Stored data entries
--- START ---

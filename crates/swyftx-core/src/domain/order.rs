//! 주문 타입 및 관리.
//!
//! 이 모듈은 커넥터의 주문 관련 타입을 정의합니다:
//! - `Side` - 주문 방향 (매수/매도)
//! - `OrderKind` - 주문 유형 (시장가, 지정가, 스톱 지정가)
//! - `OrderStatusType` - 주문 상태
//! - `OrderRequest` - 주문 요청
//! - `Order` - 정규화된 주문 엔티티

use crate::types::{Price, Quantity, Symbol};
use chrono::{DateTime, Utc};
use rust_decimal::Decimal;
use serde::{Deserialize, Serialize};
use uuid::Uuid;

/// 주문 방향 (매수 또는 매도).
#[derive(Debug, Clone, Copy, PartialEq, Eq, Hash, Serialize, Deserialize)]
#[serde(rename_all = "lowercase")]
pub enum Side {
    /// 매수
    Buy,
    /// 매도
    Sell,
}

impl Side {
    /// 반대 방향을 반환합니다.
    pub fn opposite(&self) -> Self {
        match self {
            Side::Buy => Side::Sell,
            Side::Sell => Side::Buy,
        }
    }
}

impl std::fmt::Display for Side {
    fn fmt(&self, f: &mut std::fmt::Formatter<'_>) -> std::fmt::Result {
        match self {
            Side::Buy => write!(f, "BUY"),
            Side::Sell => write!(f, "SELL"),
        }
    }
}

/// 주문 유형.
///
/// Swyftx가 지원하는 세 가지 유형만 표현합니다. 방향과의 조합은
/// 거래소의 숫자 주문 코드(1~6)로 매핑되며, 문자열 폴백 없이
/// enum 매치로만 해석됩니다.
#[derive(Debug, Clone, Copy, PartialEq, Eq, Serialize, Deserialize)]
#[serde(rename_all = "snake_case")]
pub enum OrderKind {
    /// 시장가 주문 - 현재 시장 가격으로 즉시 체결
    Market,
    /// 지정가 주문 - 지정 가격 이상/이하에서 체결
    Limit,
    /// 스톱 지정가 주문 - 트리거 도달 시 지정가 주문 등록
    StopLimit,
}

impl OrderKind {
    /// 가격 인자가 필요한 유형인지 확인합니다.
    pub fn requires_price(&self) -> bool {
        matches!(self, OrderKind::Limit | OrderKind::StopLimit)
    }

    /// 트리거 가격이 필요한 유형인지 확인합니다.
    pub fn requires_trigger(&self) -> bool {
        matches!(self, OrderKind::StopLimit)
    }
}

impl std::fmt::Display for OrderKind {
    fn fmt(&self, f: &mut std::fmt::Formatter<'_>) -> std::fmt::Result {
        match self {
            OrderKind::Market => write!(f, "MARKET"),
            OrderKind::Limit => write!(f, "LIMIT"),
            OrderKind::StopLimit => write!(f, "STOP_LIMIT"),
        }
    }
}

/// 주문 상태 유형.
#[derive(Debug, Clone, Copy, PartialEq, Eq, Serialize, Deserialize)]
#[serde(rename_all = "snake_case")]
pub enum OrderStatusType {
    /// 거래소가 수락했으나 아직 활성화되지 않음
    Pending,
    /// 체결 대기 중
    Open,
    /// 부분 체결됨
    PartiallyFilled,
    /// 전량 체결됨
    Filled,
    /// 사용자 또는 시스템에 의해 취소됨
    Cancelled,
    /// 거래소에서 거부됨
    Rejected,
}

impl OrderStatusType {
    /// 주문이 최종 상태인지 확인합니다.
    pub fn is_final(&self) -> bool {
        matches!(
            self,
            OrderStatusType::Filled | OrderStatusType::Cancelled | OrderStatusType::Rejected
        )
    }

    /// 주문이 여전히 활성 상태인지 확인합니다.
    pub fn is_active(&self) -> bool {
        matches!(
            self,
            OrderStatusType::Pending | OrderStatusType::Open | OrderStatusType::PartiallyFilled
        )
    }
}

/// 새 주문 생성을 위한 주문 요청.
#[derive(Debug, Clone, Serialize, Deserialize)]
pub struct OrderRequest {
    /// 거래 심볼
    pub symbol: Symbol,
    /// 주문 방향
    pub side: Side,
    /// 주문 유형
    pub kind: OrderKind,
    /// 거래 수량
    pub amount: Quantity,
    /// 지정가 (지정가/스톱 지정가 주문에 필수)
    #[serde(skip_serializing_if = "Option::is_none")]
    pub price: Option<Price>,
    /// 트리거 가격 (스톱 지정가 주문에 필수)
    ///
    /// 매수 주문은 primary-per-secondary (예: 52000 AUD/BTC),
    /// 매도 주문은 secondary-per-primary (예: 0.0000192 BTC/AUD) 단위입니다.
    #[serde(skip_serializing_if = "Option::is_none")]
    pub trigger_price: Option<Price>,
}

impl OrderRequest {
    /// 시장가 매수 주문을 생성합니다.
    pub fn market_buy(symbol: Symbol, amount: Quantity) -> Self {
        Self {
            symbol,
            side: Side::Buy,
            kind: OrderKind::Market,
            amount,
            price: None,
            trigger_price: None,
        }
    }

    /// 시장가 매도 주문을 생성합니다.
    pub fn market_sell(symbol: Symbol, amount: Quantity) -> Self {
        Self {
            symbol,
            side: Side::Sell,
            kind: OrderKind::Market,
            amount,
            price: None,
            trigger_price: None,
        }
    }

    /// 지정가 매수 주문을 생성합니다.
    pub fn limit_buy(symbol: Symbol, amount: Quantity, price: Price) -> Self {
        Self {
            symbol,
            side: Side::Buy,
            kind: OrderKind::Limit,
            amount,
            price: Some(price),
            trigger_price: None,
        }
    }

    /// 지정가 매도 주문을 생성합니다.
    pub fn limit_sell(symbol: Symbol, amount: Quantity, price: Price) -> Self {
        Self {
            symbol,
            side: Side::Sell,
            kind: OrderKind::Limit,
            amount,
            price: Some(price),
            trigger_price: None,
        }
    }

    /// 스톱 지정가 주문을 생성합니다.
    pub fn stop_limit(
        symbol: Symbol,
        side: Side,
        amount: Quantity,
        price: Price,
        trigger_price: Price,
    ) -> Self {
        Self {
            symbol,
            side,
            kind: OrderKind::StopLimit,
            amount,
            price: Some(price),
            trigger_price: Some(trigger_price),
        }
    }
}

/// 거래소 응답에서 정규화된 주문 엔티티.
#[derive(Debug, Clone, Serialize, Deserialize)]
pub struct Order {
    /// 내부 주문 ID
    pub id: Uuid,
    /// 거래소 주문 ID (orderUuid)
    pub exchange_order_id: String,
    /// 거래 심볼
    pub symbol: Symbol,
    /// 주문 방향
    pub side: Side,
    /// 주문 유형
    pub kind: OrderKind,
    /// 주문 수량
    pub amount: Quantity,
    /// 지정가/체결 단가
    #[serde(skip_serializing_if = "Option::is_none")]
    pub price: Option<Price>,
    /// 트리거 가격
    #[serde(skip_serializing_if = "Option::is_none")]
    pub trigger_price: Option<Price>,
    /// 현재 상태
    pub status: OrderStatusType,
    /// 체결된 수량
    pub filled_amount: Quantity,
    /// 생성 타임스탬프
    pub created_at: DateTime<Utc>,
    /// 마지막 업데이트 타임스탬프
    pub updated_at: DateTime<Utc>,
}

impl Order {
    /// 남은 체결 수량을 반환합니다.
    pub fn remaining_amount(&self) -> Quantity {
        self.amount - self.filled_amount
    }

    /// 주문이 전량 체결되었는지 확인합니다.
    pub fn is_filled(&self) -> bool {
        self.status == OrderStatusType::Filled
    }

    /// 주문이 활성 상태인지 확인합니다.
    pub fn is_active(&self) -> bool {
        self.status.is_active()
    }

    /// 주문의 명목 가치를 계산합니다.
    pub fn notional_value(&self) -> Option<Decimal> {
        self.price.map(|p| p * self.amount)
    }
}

--- END ---

PROBLEM:
Lines from the one containing "명목 가치를 계산합니다." through the end of the data above must be written out exactly, and no other lines are needed.

OUTPUT BELOW:
    /// 주문의 명목 가치를 계산합니다.
    pub fn notional_value(&self) -> Option<Decimal> {
        self.price.map(|p| p * self.amount)
    }
}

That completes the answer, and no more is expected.